Believe it or not, the Idaho Supreme Court was actually asked to settle this. IMHO, the court probably had more serious legal issues to deal with, but what do you do?

Kootenai County commissioners went to the Supreme Court because they didn’t want to release more than 1,000 e-mails between Prosecutor Bill Douglas and Marina Kalani, who used to run a federally funded juvenile drug court in Kootenai County.

A newspaper, the Spokesman-Review in Spokane, Wash., wanted the e-mails so it can figure out what went wrong with the court’s drug program, which was shut down in 2005. The county argued the e-mails were private, and Kalani argued that they should be treated the same as personnel records.
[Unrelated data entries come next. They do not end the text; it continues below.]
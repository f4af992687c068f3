//! `docker compose` invocations for a resolved service.
//!
//! Argument vectors are assembled here; running them is delegated to the
//! [`System`] collaborator. The service's resolved variables are passed as
//! the child's environment so that the compose file can reference them.

use std::path::Path;

use elc_common::constants::{APP_CONTAINER, COMPOSE_COMMAND, VAR_GROUP_ID, VAR_USER_ID};
use elc_common::error::{ElcError, Result};
use elc_compose::resolver::ResolvedService;
use elc_compose::vars::VarMap;

use crate::system::System;

/// Builds `docker compose -f <compose_file> <args...>`.
#[must_use]
pub fn compose_args<S: AsRef<str>>(compose_file: &Path, args: &[S]) -> Vec<String> {
    COMPOSE_COMMAND
        .iter()
        .map(|s| (*s).to_string())
        .chain(["-f".to_string(), compose_file.display().to_string()])
        .chain(args.iter().map(|a| a.as_ref().to_string()))
        .collect()
}

/// Builds `docker compose -f <file> exec [-u <user>] [-T] app <command...>`.
///
/// `-T` disables pseudo-terminal allocation and is placed right before the
/// container role.
#[must_use]
pub fn exec_args(
    compose_file: &Path,
    user: Option<&str>,
    tty: bool,
    command: &[String],
) -> Vec<String> {
    let mut args = vec!["exec".to_string()];
    if let Some(user) = user {
        args.push("-u".into());
        args.push(user.into());
    }
    if !tty {
        args.push("-T".into());
    }
    args.push(APP_CONTAINER.into());
    args.extend(command.iter().cloned());
    compose_args(compose_file, &args)
}

/// Chooses the `-u` argument for `exec`.
///
/// Explicit ids win (`uid` or `uid:gid`). Missing ids fall back to the
/// service's `USER_ID` / `GROUP_ID` variables. `None` omits the flag.
///
/// # Errors
///
/// Returns [`ElcError::Config`] when a group id is given but no user id is
/// known.
pub fn exec_user(uid: Option<u32>, gid: Option<u32>, vars: &VarMap) -> Result<Option<String>> {
    let Some(user) = uid
        .map(|u| u.to_string())
        .or_else(|| vars.get(VAR_USER_ID).map(str::to_string))
    else {
        return match gid {
            Some(g) => Err(ElcError::Config {
                message: format!("--gid {g} needs --uid or a {VAR_USER_ID} variable"),
            }),
            None => Ok(None),
        };
    };
    Ok(Some(match gid {
        Some(g) => format!("{user}:{g}"),
        None if uid.is_some() => user,
        None => match vars.get(VAR_GROUP_ID) {
            Some(g) => format!("{user}:{g}"),
            None => user,
        },
    }))
}

fn ensure_success(argv: &[String], code: i32) -> Result<()> {
    if code == 0 {
        Ok(())
    } else {
        Err(ElcError::ExternalCommandFailed {
            command: argv.join(" "),
            code,
        })
    }
}

/// A resolved service bound to the collaborator that runs its commands.
pub struct ComposeService<'a> {
    system: &'a dyn System,
    service: &'a ResolvedService,
}

impl<'a> ComposeService<'a> {
    /// Binds `service` to `system`.
    #[must_use]
    pub fn new(system: &'a dyn System, service: &'a ResolvedService) -> Self {
        Self { system, service }
    }

    fn args<S: AsRef<str>>(&self, args: &[S]) -> Vec<String> {
        compose_args(self.service.compose_file(), args)
    }

    fn run(&self, argv: &[String]) -> Result<()> {
        let code = self.system.run_interactive(argv, self.service.vars())?;
        ensure_success(argv, code)
    }

    /// Returns `true` if any container of the project is running.
    ///
    /// # Errors
    ///
    /// Returns [`ElcError::ExternalCommandFailed`] if the probe fails.
    pub fn is_running(&self) -> Result<bool> {
        let argv = self.args(&["ps", "--status=running", "-q"]);
        let out = self.system.run_captured(&argv, self.service.vars())?;
        ensure_success(&argv, out.code)?;
        Ok(!out.stdout.trim().is_empty())
    }

    /// Runs `up -d` unless the service is already running.
    ///
    /// # Errors
    ///
    /// Returns [`ElcError::ExternalCommandFailed`] on a non-zero exit.
    pub fn start(&self) -> Result<()> {
        if self.is_running()? {
            tracing::info!(service = self.service.name(), "already running");
            return Ok(());
        }
        tracing::info!(service = self.service.name(), "starting");
        self.run(&self.args(&["up", "-d"]))
    }

    /// Runs `stop` if the service is running.
    ///
    /// # Errors
    ///
    /// Returns [`ElcError::ExternalCommandFailed`] on a non-zero exit.
    pub fn stop(&self) -> Result<()> {
        if !self.is_running()? {
            tracing::info!(service = self.service.name(), "not running");
            return Ok(());
        }
        tracing::info!(service = self.service.name(), "stopping");
        self.run(&self.args(&["stop"]))
    }

    /// Runs `down` if the service is running.
    ///
    /// # Errors
    ///
    /// Returns [`ElcError::ExternalCommandFailed`] on a non-zero exit.
    pub fn destroy(&self) -> Result<()> {
        if !self.is_running()? {
            tracing::info!(service = self.service.name(), "not running");
            return Ok(());
        }
        tracing::info!(service = self.service.name(), "destroying");
        self.run(&self.args(&["down"]))
    }

    /// Runs `command` inside the `app` container.
    ///
    /// # Errors
    ///
    /// Returns [`ElcError::ExternalCommandFailed`] with the command's exit code.
    pub fn exec(&self, user: Option<&str>, tty: bool, command: &[String]) -> Result<()> {
        tracing::info!(service = self.service.name(), cmd = ?command, tty, "exec");
        self.run(&exec_args(self.service.compose_file(), user, tty, command))
    }

    /// Forwards arbitrary arguments to `docker compose`.
    ///
    /// # Errors
    ///
    /// Returns [`ElcError::ExternalCommandFailed`] on a non-zero exit.
    pub fn passthrough(&self, args: &[String]) -> Result<()> {
        tracing::info!(service = self.service.name(), args = ?args, "compose passthrough");
        self.run(&self.args(args))
    }
}

#[cfg(test)]
mod tests {
    use super::*;

    fn file() -> &'static Path {
        Path::new("/ws/apps/test/docker-compose.yml")
    }

    fn strings(items: &[&str]) -> Vec<String> {
        items.iter().map(|s| (*s).to_string()).collect()
    }

    #[test]
    fn builds_probe_vector() {
        assert_eq!(
            compose_args(file(), &["ps", "--status=running", "-q"]),
            strings(&[
                "docker",
                "compose",
                "-f",
                "/ws/apps/test/docker-compose.yml",
                "ps",
                "--status=running",
                "-q",
            ])
        );
    }

    #[test]
    fn exec_with_terminal_has_no_t_flag() {
        let argv = exec_args(file(), Some("1000:1000"), true, &strings(&["some", "command"]));
        assert_eq!(
            argv[4..],
            strings(&["exec", "-u", "1000:1000", "app", "some", "command"])
        );
    }

    #[test]
    fn exec_without_terminal_inserts_t_before_app() {
        let argv = exec_args(file(), Some("1000:1000"), false, &strings(&["ls"]));
        assert_eq!(argv[4..], strings(&["exec", "-u", "1000:1000", "-T", "app", "ls"]));
    }

    #[test]
    fn exec_without_user_omits_flag() {
        let argv = exec_args(file(), None, false, &strings(&["ls"]));
        assert_eq!(argv[4..], strings(&["exec", "-T", "app", "ls"]));
    }

    #[test]
    fn explicit_uid_wins_over_variables() {
        let vars: VarMap = [("USER_ID", "1000"), ("GROUP_ID", "1000")].into_iter().collect();
        assert_eq!(exec_user(Some(1001), None, &vars).unwrap().as_deref(), Some("1001"));
        assert_eq!(exec_user(Some(1001), Some(50), &vars).unwrap().as_deref(), Some("1001:50"));
    }

    #[test]
    fn user_falls_back_to_variables() {
        let vars: VarMap = [("USER_ID", "1000"), ("GROUP_ID", "1000")].into_iter().collect();
        assert_eq!(exec_user(None, None, &vars).unwrap().as_deref(), Some("1000:1000"));
        assert_eq!(exec_user(None, Some(7), &vars).unwrap().as_deref(), Some("1000:7"));

        let only_user: VarMap = [("USER_ID", "42")].into_iter().collect();
        assert_eq!(exec_user(None, None, &only_user).unwrap().as_deref(), Some("42"));
    }

    #[test]
    fn no_ids_anywhere_omits_user() {
        assert_eq!(exec_user(None, None, &VarMap::new()).unwrap(), None);
    }

    #[test]
    fn group_without_user_is_rejected() {
        let err = exec_user(None, Some(5), &VarMap::new()).unwrap_err();
        assert!(matches!(err, ElcError::Config { .. }));
    }

    #[test]
    fn non_zero_exit_is_external_failure() {
        let argv = strings(&["docker", "compose", "up"]);
        let err = ensure_success(&argv, 2).unwrap_err();
        assert!(matches!(err, ElcError::ExternalCommandFailed { code: 2, .. }));
        assert!(ensure_success(&argv, 0).is_ok());
    }
}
Douglas told the Spokesman-Review that the e-mails “constitute nothing more than innocent sarcasm, bantering and joking between myself and a subordinate.”

We’ll judge for ourselves. The court certainly did. “It is clear the e-mails contain information relating to the conduct and administration of the public’s business,” says Supreme Court Justice Roger Burdick. He was speaking on behalf of the Supreme Court, which ruled 5-0 Friday to release the e-mails.

FYI, the court got this absolutely right.

The five justices read the law. Especially this part: “There is a presumption that all public records in Idaho are open at all reasonable times for inspection except as otherwise expressly provided by statute.”

Take it from the court: There’s no exemption covering “innocent sarcasm, bantering and joking.”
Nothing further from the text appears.